Caro Babbo Natale, fra due giorni sarà un nuovo anno ed io divento sempre più grande, anche se la voglia di restare piccolo non sembra voler svanire. È trascorsa quasi una settimana da quando sei venuto a trovarmi, e del tuo passaggio è rimasta la tazza vuota di caffè-latte caldo, anzi bollente, dato che non si sa mai a che ora tu possa arrivare. Dei biscotti invece nemmeno l'ombra, ma di quelli non m'importa, tanto a me con la marmellata non sono mai piaciuti e te li ho lasciati volentieri.
A parte ringraziarti per il bel regalo che mi hai portato, finalmente un gioco da tavolo, ti ho scritto per un altro motivo…

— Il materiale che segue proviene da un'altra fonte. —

impl SyncService {
    pub fn new(
        relational: Arc<RelationalStore>,
        documents: Arc<DocumentStore>,
        config: MirrorConfig,
    ) -> Self {
        Self {
            relational,
            documents,
            config,
            author_locks: DashMap::new(),
        }
    }

    pub fn relational(&self) -> &Arc<RelationalStore> {
        &self.relational
    }

    pub fn documents(&self) -> &Arc<DocumentStore> {
        &self.documents
    }

    pub fn config(&self) -> &MirrorConfig {
        &self.config
    }

    // ===== Authors =====

    #[instrument(skip(self, command), fields(penname = %command.penname))]
    pub async fn create_author(&self, command: &AuthorCommand) -> Result<SyncReport<AuthorView>> {
        reject_key_on_create(command.api_key.as_deref())?;
        let author = command.build(self.new_key())?;

        let mut tracker = Tracker::new("author", "create");
        let author = tracker.commit(self.relational.insert_author(author))?;
        info!(api_key = %author.api_key, "Created author");

        self.sync_author_document(&mut tracker, &author.api_key).await;
        Ok(self.finish_author(tracker, &author.api_key, author.clone()))
    }

    /// Updates an author and rewrites every document that mirrors them,
    /// including the embedded snapshots in book documents.
    #[instrument(skip(self, command), fields(api_key = ?command.api_key))]
    pub async fn update_author(&self, command: &AuthorCommand) -> Result<SyncReport<AuthorView>> {
        let key = require_key(command.api_key.as_deref())?;
        let author = command.build(key.clone())?;
        let _guard = self.lock_author(&key).await;

        let mut tracker = Tracker::new("author", "update");
        tracker.commit(self.relational.update_author(author.clone()))?;
        info!(api_key = %key, "Updated author");

        self.sync_author_document(&mut tracker, &key).await;
        let rewritten = self.fan_out_author(&mut tracker, &author).await;
        debug!(api_key = %key, rewritten, state = ?tracker.state(), "Author fan-out finished");

        Ok(self.finish_author(tracker, &key, author))
    }

    /// Deletes an author. Rejected while any book references them, in which
    /// case no store is touched.
    #[instrument(skip(self), fields(api_key = %key))]
    pub async fn delete_author(&self, key: &ApiKey) -> Result<SyncReport<Author>> {
        let _guard = self.lock_author(key).await;

        let mut tracker = Tracker::new("author", "delete");
        let author = tracker.commit(self.relational.delete_author(key))?;
        info!("Deleted author");

        let collection = &self.config.collections.authors;
        let result = self
            .documents
            .delete_many(collection, &Filter::eq(KEY_PATH, key))
            .await;
        tracker.absorb(collection, key.as_str(), "delete", result);

        self.author_locks.remove(key);
        Ok(tracker.finish(author))
    }

    // ===== Books =====

    #[instrument(skip(self, command), fields(title = %command.title))]
    pub async fn create_book(&self, command: &BookCommand) -> Result<SyncReport<BookView>> {
        reject_key_on_create(command.api_key.as_deref())?;
        let draft = command.build(self.new_key())?;

        let mut tracker = Tracker::new("book", "create");
        let graph = tracker.commit(self.relational.insert_book(draft))?;
        info!(api_key = %graph.book.api_key, authors = graph.authors.len(), "Created book");

        self.sync_book_documents(&mut tracker, &graph).await;
        let authors: BTreeSet<ApiKey> = graph.authors.iter().map(|a| a.api_key.clone()).collect();
        self.sync_author_documents(&mut tracker, &authors).await;

        Ok(tracker.finish(mapper::book_view(&graph)))
    }

    /// Updates a book. Authors added to or removed from it get their
    /// referencing document re-derived.
    #[instrument(skip(self, command), fields(api_key = ?command.api_key))]
    pub async fn update_book(&self, command: &BookCommand) -> Result<SyncReport<BookView>> {
        let key = require_key(command.api_key.as_deref())?;
        let draft = command.build(key.clone())?;

        let mut tracker = Tracker::new("book", "update");
        let update = tracker.commit(self.relational.update_book(draft))?;
        info!(api_key = %key, "Updated book");

        self.sync_book_documents(&mut tracker, &update.graph).await;
        let authors: BTreeSet<ApiKey> = update
            .previous_authors
            .iter()
            .chain(update.graph.authors.iter())
            .map(|a| a.api_key.clone())
            .collect();
        self.sync_author_documents(&mut tracker, &authors).await;

        Ok(tracker.finish(mapper::book_view(&update.graph)))
    }

    /// Deletes a book and its documents. Rejected while copies or store
    /// editions reference it.
    #[instrument(skip(self), fields(api_key = %key))]
    pub async fn delete_book(&self, key: &ApiKey) -> Result<SyncReport<BookView>> {
        let mut tracker = Tracker::new("book", "delete");
        let graph = tracker.commit(self.relational.delete_book(key))?;
        info!("Deleted book");

        for collection in [
            &self.config.collections.books,
            &self.config.collections.books_with_embedded_authors,
        ] {
            let result = self
                .documents
                .delete_many(collection, &Filter::eq(KEY_PATH, key))
                .await;
            tracker.absorb(collection, key.as_str(), "delete", result);
        }
        let authors: BTreeSet<ApiKey> = graph.authors.iter().map(|a| a.api_key.clone()).collect();
        self.sync_author_documents(&mut tracker, &authors).await;

        Ok(tracker.finish(mapper::book_view(&graph)))
    }

    // ===== Reads =====

    pub fn find_author(&self, key: &ApiKey) -> Option<AuthorView> {
        self.relational
            .author_graph(key)
            .map(|graph| mapper::author_view(&graph))
    }

    pub fn find_book(&self, key: &ApiKey) -> Option<BookView> {
        self.relational
            .book_graph(key)
            .map(|graph| mapper::book_view(&graph))
    }

    pub async fn find_author_document(&self, key: &ApiKey) -> Result<Option<AuthorDocument>> {
        self.documents
            .find_one_typed(&self.config.collections.authors, &Filter::eq(KEY_PATH, key))
            .await
    }

    pub async fn find_book_document(&self, key: &ApiKey) -> Result<Option<BookDocument>> {
        self.documents
            .find_one_typed(&self.config.collections.books, &Filter::eq(KEY_PATH, key))
            .await
    }

    pub async fn find_embedded_book_document(
        &self,
        key: &ApiKey,
    ) -> Result<Option<BookWithEmbeddedAuthors>> {
        self.documents
            .find_one_typed(
                &self.config.collections.books_with_embedded_authors,
                &Filter::eq(KEY_PATH, key),
            )
            .await
    }

    /// Follows the author keys of a referencing book document into the
    /// relational store. Keys without a row are skipped.
    pub fn resolve_authors(&self, document: &BookDocument) -> Vec<Author> {
        document
            .author_keys
            .iter()
            .filter_map(|key| self.relational.author(key))
            .collect()
    }

    /// Rewrites every document from the relational store and removes
    /// documents whose row no longer exists, repairing mirrors left behind
    /// by partially synchronized writes.
    #[instrument(skip(self))]
    pub async fn resync_all(&self) -> Result<SyncReport<ResyncSummary>> {
        let mut tracker = Tracker::new("all", "resync");
        tracker.commit(Ok(()))?;

        let (authors, books): (BTreeSet<ApiKey>, Vec<BookGraph>) = self.relational.read(|t| {
            let authors = t.authors.values().map(|a| a.api_key.clone()).collect();
            let books = t
                .books
                .iter()
                .filter_map(|(id, _)| t.book_graph(id))
                .collect();
            (authors, books)
        });

        let mut summary = ResyncSummary::default();
        for graph in &books {
            summary.written += self.sync_book_documents(&mut tracker, graph).await;
        }
        summary.written += self.sync_author_documents(&mut tracker, &authors).await;

        let book_keys: BTreeSet<ApiKey> = books.into_iter().map(|g| g.book.api_key).collect();
        let collections = &self.config.collections;
        summary.removed += self
            .prune_orphans(&mut tracker, &collections.authors, &authors)
            .await;
        for collection in [&collections.books, &collections.books_with_embedded_authors] {
            summary.removed += self.prune_orphans(&mut tracker, collection, &book_keys).await;
        }

        info!(
            written = summary.written,
            removed = summary.removed,
            "Resynchronized document mirrors"
        );
        Ok(tracker.finish(summary))
    }

    // ===== Internals =====

    fn new_key(&self) -> ApiKey {
        apikey::generate(self.config.identifiers.length)
    }

    async fn lock_author(&self, key: &ApiKey) -> Option<OwnedMutexGuard<()>> {
        if !self.config.sync.serialize_author_fanout {
            return None;
        }
        let lock = self
            .author_locks
            .entry(key.clone())
            .or_insert_with(|| Arc::new(Mutex::new(())))
            .clone();
        Some(lock.lock_owned().await)
    }

    fn finish_author(&self, tracker: Tracker, key: &ApiKey, author: Author) -> SyncReport<AuthorView> {
        let view = self.find_author(key).unwrap_or_else(|| {
            mapper::author_view(&crate::model::AuthorGraph {
                author,
                books: Vec::new(),
            })
        });
        tracker.finish(view)
    }

    /// Re-derives and upserts the referencing document of one author.
    /// Returns 1 when written.
    async fn sync_author_document(&self, tracker: &mut Tracker, key: &ApiKey) -> usize {
        let Some(graph) = self.relational.author_graph(key) else {
            return 0;
        };
        let collection = &self.config.collections.authors;
        let document = mapper::author_to_referencing(&graph);
        let result = self
            .documents
            .upsert_typed(collection, KEY_PATH, key.as_str(), &document)
            .await;
        usize::from(tracker.absorb(collection, key.as_str(), "upsert", result).is_some())
    }

    async fn sync_author_documents(&self, tracker: &mut Tracker, keys: &BTreeSet<ApiKey>) -> usize {
        let mut written = 0;
        for key in keys {
            written += self.sync_author_document(tracker, key).await;
        }
        written
    }

    /// Upserts both document shapes of a book.
    async fn sync_book_documents(&self, tracker: &mut Tracker, graph: &BookGraph) -> usize {
        let key = graph.book.api_key.as_str();
        let mut written = 0;

        let collection = &self.config.collections.books;
        let result = self
            .documents
            .upsert_typed(collection, KEY_PATH, key, &mapper::book_to_referencing(graph))
            .await;
        written += usize::from(tracker.absorb(collection, key, "upsert", result).is_some());

        let collection = &self.config.collections.books_with_embedded_authors;
        let result = self
            .documents
            .upsert_typed(collection, KEY_PATH, key, &mapper::book_to_embedding(graph))
            .await;
        written += usize::from(tracker.absorb(collection, key, "upsert", result).is_some());

        written
    }

    /// Deletes the documents of `collection` whose api key is not in `live`.
    async fn prune_orphans(
        &self,
        tracker: &mut Tracker,
        collection: &str,
        live: &BTreeSet<ApiKey>,
    ) -> u64 {
        let found = self
            .documents
            .find(collection, &Filter::All, &FindOptions::default())
            .await;
        let Some(documents) = tracker.absorb(collection, "*", "find", found) else {
            return 0;
        };

        let live: BTreeSet<&str> = live.iter().map(ApiKey::as_str).collect();
        let orphans: Vec<Datum> = documents
            .iter()
            .filter_map(|doc| doc.field(KEY_PATH).and_then(Datum::as_string))
            .filter(|key| !live.contains(key))
            .map(Datum::from)
            .collect();
        if orphans.is_empty() {
            return 0;
        }
        debug!(collection, orphans = orphans.len(), "Removing orphaned documents");

        let result = self
            .documents
            .delete_many(collection, &Filter::any_of(KEY_PATH, orphans))
            .await;
        tracker
            .absorb(collection, "*", "delete", result)
            .unwrap_or(0)
    }

    /// Finds every embedding document carrying a snapshot of `author` and
    /// rewrites the stale ones one by one.
    async fn fan_out_author(&self, tracker: &mut Tracker, author: &Author) -> u64 {
        let collection = &self.config.collections.books_with_embedded_authors;
        let key = author.api_key.as_str();

        let found = self
            .documents
            .find_typed::<BookWithEmbeddedAuthors>(
                collection,
                &Filter::eq(EMBEDDED_AUTHOR_KEY_PATH, key),
                &FindOptions::default(),
            )
            .await;
        let Some(documents) = tracker.absorb(collection, key, "find", found) else {
            return 0;
        };

        let mut rewritten = 0;
        for mut document in documents {
            if !document.refresh_author(author) {
                continue;
            }
            let book_key = document.api_key.clone();
            let result = match DocumentStore::to_datum(&document) {
                Ok(datum) => {
                    self.documents
                        .replace_one(collection, &Filter::eq(KEY_PATH, &book_key), datum, false)
                        .await
                }
                Err(e) => Err(e),
            };
            if let Some(outcome) = tracker.absorb(collection, book_key.as_str(), "replace", result)
            {
                rewritten += outcome.modified;
            }
        }
        crate::metrics::record_fanout(rewritten);
        rewritten
    }
}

Ieri sera, all’Auditorium “Parco della musica” di Roma, era pieno di famiglie con bambini allegri, festanti, impazienti di vedere in scena uno dei cartoni più belli che la Disney abbia mai realizzato, “Frozen”. Che è anche il mio preferito perché Olaf parla un po' strano, come me, e fa tanta simpatia.
Le feste non sono ancora terminate e della magia del Natale si sente ancora l'odore, in quell'atmosfera di luci calde e clima freddo, secco, arrossando guance e nasi che fanno capolino dalle nostre sciarpe di lana. Il finale però, purtroppo, credo che tu lo conosca bene, ne hanno parlato anche i giornali. Me lo ha raccontato il mio babbo.
Il Direttore d’orchestra, tra gli ultimi fortissimi applausi, si è rivolto verso tutto il pubblico, verso anche di noi che eravamo seduti in terza fila, e al microfono ha detto un semplice quanto diretto “Babbo Natale non esiste!”, prima di uscire di scena e andarsene, lasciando un sacco di bambini in lacrime, soli. Soli non perché fossero spariti, di colpo, i loro genitori. Soli negli occhi e nel cuore, svuotati di quell'incantesimo che fino a poco prima li aveva riscaldati.
E così, Babbo Natale, ho pensato tanto stanotte a quella frase. A quelle poche parole, ma chiare al punto da decidere di scriverti: perché non importa se il signore abbia o meno ragione sui tuoi confronti, ciò che conta è la speranza che deve, dovrà sempre, muovere i nostri sogni.
E un po' mi dispiace, per quel Direttore che evidentemente di felicità non ne ha provata abbastanza in vita sua, al punto da sentirsi in dovere di distruggere, in un secondo, quella di decine e decine di bambini come me.
Che ne sa lui di “mal di pancia belli” che per più di una settimana contano i giorni che ci separano alla Vigilia? Che ne sa lui di aloni di vapore che i nostri respiri, caldi, creano sui vetri delle finestre, tra speranza e frenesia? Che vuoi che ne capisca se non ha provato la sorpresa, e la meraviglia, di un pacco abbandonato sullo zerbino o lasciato sotto al letto un attimo dopo che, da quello zerbino o da quel letto, ci eri passato senza notare niente?
Forse ha ragione la mia amica Virginia, sai, caro Babbo Natale. Lei che fa la maga per i bimbi ai compleanni, dice sempre che “la magia funziona solo se ci credi”. E anche se io lo so che il trucco c'è, ed anche se lei non me lo dirà mai, non conta niente. È più bello così. Perché è questa la vera magia, non tanto quella “del Natale”, di una festa, di una tradizione. Ma quella negli occhi dei bambini, indipendentemente da quello in cui credono: vedere l'incanto nello sguardo di chi sarà il domani, il futuro, la speranza, è una delle poche cose veramente innocenti che ci sono rimaste. Lo so già anche io.
Ecco, caro Babbo. Ecco cosa ti chiedo, alla vigilia di un nuovo anno, per il prossimo Natale. Non ti pregherò di esistere, di manifestarti, di dimostrare al mondo la tua presenza. Ti chiedo solo di non farci mai, e dico mai, derubare dei nostri sogni. Perché se gli adulti non ci permetteranno più di sognare, finisce anche il diritto di restare piccoli, almeno in parte. E a me di crescere come loro, come quel Direttore viziato e capriccioso più di quanto possiamo esserlo “noi”, proprio non mi va.
Insegna loro a scegliere qualcosa in cui credere: una cosa piccola, anche la più semplice, purché possa tener vivo il bambino che custodiamo dentro, gelosamente nascosto, e che alle volte ci concediamo il lusso di tirare fuori, come un simpatico coniglietto dal cilindro. Come, appunto, per un bel trucco di magia.